• **Work task**
Looking at the listing below, retype exactly the lines starting at the one containing "on later calls." and ending at the one containing "pub fn new(tokens: Vec<Token>)", both included, and nothing else.
(Recorded data Opens)
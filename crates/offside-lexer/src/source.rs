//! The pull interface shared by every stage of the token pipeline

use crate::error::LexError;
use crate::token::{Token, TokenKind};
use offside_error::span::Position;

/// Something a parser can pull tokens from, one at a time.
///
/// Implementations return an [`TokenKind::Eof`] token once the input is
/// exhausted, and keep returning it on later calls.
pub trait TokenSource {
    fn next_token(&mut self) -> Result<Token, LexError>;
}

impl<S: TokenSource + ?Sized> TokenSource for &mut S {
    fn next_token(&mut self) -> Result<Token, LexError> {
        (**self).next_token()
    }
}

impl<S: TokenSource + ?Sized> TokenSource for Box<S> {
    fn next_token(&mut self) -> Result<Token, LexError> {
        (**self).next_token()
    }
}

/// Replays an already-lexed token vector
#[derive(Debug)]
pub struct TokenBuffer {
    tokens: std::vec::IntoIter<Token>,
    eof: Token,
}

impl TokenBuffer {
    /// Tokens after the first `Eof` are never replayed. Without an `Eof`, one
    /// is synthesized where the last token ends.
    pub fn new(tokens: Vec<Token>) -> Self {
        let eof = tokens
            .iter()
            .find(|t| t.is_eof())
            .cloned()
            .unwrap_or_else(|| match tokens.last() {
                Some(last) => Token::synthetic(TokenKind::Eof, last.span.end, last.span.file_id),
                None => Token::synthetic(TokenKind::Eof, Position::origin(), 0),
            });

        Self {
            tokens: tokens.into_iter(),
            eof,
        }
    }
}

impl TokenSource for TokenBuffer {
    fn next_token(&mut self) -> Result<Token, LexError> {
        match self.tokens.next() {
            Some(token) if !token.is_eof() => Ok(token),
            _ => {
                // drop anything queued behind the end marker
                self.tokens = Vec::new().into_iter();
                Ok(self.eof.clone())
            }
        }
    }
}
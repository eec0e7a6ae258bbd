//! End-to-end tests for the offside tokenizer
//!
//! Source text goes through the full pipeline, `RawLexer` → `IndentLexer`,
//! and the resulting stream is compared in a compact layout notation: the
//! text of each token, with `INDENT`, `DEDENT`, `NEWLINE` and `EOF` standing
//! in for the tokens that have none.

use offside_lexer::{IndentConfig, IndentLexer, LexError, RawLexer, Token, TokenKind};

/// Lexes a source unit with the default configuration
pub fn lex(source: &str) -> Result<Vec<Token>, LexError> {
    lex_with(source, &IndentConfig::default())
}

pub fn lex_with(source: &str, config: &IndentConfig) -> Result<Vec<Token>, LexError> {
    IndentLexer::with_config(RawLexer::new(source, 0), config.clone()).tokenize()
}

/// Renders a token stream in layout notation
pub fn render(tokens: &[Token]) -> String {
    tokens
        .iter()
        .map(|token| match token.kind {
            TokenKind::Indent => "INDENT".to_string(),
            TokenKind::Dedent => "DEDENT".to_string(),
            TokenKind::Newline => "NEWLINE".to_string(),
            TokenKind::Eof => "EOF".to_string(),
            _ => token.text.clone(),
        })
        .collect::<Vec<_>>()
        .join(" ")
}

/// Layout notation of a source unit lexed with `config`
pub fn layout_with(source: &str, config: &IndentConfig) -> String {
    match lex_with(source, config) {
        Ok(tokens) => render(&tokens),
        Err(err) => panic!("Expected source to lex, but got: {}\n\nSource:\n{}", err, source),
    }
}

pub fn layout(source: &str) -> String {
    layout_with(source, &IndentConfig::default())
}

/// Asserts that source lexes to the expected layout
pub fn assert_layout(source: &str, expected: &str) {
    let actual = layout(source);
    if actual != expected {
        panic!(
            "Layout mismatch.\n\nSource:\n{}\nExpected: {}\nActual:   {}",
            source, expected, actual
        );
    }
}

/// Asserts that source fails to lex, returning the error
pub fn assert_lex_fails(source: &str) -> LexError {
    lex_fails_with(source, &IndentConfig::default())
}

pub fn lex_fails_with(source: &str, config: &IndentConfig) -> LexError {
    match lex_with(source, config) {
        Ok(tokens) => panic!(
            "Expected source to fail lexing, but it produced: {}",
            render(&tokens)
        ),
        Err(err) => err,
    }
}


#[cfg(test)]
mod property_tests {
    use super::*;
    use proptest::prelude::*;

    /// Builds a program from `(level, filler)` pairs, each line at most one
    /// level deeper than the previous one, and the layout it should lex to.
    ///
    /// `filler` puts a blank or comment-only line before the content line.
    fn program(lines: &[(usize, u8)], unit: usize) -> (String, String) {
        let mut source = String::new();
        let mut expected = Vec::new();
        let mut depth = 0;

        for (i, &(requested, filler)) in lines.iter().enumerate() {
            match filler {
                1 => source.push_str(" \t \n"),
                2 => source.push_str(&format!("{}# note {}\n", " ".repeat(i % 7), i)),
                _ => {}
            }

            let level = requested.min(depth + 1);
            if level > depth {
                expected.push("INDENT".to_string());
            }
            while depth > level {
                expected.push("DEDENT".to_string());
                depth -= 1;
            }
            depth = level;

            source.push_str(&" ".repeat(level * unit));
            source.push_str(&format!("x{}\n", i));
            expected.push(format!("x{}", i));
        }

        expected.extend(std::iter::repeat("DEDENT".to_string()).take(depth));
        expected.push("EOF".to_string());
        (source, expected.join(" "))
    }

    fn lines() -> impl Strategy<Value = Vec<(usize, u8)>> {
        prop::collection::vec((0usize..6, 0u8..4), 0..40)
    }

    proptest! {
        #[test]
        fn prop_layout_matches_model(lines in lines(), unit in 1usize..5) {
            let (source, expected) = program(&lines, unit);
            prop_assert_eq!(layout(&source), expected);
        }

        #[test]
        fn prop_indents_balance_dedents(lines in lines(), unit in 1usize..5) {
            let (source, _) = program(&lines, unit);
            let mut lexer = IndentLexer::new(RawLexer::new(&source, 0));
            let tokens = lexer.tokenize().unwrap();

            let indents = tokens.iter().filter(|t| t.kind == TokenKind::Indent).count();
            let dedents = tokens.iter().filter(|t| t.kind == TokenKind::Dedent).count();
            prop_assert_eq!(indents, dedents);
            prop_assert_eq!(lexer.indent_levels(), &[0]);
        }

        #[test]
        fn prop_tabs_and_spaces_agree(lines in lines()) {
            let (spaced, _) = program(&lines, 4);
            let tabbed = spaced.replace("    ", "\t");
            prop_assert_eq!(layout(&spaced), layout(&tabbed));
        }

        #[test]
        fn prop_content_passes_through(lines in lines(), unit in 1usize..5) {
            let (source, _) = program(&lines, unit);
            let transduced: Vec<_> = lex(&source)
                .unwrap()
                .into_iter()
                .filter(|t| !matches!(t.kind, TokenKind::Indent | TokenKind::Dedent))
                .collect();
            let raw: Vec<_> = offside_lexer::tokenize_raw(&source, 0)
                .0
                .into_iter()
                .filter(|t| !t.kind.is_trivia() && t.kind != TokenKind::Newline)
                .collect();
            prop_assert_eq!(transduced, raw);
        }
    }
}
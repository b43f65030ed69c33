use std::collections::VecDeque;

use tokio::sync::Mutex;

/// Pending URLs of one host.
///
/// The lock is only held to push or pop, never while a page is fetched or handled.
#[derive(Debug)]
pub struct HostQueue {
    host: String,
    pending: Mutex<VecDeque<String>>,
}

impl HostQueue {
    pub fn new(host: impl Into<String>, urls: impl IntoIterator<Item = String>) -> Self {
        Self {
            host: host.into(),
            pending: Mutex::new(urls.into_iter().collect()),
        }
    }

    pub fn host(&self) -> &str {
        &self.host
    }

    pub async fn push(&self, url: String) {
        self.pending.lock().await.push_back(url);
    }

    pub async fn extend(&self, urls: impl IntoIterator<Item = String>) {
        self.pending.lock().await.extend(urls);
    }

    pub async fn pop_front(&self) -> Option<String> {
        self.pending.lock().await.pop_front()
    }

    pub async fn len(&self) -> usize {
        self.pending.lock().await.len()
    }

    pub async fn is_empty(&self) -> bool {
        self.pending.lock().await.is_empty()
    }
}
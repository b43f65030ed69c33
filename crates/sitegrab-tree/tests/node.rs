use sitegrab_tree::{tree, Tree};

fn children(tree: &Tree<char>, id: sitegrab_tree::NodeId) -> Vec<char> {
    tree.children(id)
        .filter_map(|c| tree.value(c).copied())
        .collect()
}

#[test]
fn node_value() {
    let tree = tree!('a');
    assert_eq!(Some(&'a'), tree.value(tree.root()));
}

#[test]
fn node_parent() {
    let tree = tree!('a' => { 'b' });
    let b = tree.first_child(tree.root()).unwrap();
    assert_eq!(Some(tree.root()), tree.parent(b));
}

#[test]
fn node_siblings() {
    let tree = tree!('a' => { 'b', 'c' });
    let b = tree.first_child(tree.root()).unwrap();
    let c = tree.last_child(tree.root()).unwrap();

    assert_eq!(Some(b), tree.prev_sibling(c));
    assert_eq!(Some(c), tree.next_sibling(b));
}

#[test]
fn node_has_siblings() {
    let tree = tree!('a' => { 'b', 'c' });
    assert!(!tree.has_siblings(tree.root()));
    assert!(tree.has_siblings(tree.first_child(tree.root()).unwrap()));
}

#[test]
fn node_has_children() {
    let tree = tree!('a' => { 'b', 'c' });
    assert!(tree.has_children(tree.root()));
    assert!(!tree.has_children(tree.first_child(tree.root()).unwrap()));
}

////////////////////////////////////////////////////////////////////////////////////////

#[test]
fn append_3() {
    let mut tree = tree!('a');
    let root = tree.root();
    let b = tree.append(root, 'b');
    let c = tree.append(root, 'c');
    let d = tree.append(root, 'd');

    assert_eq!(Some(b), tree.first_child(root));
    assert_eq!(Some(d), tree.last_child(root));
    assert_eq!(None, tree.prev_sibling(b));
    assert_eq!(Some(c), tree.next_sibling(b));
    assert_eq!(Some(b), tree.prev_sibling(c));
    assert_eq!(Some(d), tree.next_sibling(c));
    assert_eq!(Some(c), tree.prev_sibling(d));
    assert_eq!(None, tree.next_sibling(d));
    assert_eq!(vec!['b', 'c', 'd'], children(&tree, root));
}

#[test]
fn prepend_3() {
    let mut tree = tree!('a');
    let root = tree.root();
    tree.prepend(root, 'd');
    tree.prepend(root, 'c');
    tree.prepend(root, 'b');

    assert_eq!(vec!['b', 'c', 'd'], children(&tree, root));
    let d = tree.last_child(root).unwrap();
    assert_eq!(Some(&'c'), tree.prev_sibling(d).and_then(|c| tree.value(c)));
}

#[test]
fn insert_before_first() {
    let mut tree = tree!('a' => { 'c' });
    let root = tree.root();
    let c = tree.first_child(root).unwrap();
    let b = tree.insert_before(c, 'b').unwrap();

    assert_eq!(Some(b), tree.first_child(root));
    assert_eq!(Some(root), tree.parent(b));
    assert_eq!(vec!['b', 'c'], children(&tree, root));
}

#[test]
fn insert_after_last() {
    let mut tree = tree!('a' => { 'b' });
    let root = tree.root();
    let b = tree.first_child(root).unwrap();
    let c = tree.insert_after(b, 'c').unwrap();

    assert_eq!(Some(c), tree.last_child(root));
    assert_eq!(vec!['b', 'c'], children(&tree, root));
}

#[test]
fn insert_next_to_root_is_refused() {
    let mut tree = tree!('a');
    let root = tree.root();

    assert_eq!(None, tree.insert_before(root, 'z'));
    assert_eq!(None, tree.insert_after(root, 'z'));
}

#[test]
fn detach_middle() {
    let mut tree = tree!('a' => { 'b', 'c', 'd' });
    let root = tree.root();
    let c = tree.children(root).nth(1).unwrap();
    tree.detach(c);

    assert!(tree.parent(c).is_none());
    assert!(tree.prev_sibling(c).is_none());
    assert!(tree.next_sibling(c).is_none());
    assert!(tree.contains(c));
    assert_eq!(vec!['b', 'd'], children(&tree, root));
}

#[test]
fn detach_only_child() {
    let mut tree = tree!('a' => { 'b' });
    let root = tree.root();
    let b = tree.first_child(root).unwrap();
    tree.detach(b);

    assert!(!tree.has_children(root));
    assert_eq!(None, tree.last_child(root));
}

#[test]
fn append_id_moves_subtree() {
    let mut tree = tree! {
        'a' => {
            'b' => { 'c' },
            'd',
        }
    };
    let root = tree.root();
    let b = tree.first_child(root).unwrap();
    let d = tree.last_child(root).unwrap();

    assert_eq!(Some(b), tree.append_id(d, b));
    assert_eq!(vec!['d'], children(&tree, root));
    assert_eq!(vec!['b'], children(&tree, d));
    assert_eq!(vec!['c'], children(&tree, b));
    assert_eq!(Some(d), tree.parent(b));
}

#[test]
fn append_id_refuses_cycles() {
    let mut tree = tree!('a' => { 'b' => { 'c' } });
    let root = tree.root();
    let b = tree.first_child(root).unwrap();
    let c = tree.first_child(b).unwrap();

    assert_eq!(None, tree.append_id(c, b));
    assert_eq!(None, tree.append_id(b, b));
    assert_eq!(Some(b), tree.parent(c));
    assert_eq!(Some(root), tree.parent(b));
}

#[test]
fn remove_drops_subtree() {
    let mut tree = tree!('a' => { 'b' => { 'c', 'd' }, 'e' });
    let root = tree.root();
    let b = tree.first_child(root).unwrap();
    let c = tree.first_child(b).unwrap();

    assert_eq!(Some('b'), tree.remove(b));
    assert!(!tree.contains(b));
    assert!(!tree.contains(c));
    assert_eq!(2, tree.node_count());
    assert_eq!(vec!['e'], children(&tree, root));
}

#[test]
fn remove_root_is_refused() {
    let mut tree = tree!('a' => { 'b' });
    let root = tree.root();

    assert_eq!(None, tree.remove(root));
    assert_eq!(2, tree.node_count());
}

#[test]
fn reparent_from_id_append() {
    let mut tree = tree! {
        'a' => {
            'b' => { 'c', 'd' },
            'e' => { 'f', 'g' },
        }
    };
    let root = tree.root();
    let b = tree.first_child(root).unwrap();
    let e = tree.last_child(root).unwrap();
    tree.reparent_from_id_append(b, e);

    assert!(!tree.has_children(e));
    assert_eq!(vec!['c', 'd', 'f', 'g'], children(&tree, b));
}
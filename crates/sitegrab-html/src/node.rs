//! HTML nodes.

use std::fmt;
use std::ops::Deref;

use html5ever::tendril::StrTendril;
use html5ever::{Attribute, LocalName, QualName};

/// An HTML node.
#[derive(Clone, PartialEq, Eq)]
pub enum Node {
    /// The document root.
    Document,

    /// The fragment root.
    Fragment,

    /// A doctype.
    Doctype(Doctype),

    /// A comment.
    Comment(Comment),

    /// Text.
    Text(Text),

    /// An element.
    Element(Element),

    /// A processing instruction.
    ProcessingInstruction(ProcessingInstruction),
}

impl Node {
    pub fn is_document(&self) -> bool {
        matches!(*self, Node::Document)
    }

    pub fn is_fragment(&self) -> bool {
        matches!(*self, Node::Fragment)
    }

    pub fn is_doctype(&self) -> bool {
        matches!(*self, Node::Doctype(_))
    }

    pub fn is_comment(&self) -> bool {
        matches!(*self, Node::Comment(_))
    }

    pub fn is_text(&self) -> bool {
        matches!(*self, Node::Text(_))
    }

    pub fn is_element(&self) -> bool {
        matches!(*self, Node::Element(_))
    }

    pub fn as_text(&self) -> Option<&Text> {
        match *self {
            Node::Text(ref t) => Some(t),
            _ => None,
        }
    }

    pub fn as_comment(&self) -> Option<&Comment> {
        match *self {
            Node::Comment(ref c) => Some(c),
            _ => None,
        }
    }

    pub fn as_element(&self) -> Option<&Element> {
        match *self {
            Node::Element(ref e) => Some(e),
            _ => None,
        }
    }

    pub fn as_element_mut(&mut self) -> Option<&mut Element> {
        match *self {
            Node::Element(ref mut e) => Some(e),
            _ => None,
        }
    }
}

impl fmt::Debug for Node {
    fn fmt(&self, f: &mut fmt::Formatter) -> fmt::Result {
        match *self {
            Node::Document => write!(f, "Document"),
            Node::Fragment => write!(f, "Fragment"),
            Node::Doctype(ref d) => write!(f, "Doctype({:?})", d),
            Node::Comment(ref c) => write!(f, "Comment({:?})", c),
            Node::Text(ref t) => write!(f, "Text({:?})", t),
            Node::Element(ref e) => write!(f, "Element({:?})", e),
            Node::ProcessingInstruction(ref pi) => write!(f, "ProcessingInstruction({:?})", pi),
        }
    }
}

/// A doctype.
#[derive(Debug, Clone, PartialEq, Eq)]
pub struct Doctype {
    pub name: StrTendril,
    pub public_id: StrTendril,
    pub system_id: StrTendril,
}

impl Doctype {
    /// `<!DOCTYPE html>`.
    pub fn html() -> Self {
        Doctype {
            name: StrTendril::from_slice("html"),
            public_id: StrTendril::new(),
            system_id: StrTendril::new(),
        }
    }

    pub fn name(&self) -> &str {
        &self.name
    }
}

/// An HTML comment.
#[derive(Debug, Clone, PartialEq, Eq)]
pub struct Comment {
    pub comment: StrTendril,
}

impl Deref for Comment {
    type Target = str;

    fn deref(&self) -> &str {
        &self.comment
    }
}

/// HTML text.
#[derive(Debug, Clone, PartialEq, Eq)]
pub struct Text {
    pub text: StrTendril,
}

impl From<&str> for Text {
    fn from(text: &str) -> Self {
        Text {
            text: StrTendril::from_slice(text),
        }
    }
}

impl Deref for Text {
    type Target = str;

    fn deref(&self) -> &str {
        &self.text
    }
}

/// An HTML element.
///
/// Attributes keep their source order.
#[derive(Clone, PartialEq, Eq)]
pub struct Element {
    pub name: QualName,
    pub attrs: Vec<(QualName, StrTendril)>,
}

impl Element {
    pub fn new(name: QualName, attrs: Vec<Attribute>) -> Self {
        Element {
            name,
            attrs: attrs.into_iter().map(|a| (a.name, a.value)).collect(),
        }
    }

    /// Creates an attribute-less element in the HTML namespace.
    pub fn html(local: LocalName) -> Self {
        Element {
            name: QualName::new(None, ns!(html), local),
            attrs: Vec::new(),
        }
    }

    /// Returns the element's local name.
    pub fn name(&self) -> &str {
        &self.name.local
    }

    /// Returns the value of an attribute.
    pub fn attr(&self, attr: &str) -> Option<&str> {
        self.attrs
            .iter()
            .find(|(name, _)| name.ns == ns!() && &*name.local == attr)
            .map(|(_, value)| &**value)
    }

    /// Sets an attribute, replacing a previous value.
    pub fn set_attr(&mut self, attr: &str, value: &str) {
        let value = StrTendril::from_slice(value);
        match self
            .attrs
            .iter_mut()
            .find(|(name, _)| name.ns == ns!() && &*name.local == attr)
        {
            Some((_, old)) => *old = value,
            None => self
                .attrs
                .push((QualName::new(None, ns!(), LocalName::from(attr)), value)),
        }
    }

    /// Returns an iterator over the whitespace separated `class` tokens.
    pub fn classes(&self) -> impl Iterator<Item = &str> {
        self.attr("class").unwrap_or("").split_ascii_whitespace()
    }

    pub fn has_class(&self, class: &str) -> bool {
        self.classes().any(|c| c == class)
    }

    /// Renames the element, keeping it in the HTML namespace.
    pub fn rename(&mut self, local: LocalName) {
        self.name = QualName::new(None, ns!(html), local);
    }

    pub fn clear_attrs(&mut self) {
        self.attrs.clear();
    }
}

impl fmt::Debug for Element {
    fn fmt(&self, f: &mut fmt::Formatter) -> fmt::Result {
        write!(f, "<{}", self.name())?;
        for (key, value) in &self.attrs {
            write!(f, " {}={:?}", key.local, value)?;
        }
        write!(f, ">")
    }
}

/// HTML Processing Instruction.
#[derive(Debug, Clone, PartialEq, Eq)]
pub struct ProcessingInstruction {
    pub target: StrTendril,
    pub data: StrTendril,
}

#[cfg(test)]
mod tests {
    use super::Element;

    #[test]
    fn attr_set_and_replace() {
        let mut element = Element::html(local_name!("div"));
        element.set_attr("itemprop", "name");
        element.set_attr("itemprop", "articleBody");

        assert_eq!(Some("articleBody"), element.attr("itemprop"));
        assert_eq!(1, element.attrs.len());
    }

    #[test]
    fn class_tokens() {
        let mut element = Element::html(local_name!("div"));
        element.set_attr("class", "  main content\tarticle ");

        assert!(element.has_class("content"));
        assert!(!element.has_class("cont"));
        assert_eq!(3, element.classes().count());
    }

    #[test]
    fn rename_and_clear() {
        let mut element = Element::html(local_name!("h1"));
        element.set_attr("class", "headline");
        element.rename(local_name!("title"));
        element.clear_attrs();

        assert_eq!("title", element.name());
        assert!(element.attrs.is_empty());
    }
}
(Recorded data Closes)
• **Completed task**
/// exhausted, and keep returning it on later calls.
pub trait TokenSource {
    fn next_token(&mut self) -> Result<Token, LexError>;
}

impl<S: TokenSource + ?Sized> TokenSource for &mut S {
    fn next_token(&mut self) -> Result<Token, LexError> {
        (**self).next_token()
    }
}

impl<S: TokenSource + ?Sized> TokenSource for Box<S> {
    fn next_token(&mut self) -> Result<Token, LexError> {
        (**self).next_token()
    }
}

/// Replays an already-lexed token vector
#[derive(Debug)]
pub struct TokenBuffer {
    tokens: std::vec::IntoIter<Token>,
    eof: Token,
}

impl TokenBuffer {
    /// Tokens after the first `Eof` are never replayed. Without an `Eof`, one
    /// is synthesized where the last token ends.
    pub fn new(tokens: Vec<Token>) -> Self {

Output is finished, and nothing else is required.